### INPUT DATA
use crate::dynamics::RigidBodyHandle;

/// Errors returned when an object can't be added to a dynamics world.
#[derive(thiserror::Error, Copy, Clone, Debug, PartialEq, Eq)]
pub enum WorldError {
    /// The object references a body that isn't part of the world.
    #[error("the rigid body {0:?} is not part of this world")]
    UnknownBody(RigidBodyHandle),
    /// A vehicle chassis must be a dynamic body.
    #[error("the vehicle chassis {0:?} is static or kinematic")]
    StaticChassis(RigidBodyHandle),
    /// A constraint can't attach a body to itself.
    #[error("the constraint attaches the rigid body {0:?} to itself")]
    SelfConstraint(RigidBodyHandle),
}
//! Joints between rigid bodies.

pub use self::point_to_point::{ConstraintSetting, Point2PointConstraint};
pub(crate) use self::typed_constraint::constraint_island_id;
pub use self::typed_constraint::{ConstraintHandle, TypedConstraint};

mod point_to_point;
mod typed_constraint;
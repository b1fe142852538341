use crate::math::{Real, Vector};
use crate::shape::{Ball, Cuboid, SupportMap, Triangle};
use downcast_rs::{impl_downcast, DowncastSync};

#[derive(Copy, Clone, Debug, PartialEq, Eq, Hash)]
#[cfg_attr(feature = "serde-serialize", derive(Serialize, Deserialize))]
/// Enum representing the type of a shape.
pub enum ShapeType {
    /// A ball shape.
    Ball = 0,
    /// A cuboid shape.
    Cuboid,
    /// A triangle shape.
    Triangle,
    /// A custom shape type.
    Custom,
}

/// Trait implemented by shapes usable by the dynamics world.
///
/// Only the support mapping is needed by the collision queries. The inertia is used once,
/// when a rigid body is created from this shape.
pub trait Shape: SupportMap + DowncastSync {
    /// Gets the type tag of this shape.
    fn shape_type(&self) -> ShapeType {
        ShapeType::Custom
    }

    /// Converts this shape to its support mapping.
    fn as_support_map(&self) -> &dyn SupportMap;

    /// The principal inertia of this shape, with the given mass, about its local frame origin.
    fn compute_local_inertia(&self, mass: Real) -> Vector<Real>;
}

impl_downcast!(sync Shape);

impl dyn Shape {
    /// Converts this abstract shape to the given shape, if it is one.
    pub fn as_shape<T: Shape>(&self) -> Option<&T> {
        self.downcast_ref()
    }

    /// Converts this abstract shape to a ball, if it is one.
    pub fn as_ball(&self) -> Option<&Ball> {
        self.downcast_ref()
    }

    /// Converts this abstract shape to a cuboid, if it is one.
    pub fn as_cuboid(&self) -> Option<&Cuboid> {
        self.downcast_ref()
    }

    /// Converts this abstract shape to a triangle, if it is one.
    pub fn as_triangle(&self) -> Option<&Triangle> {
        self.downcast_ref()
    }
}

### TASK STATEMENT
Find the lines in the records that include the string "derive", and reply with how many there are, nothing more.

### FINISHED TASK
3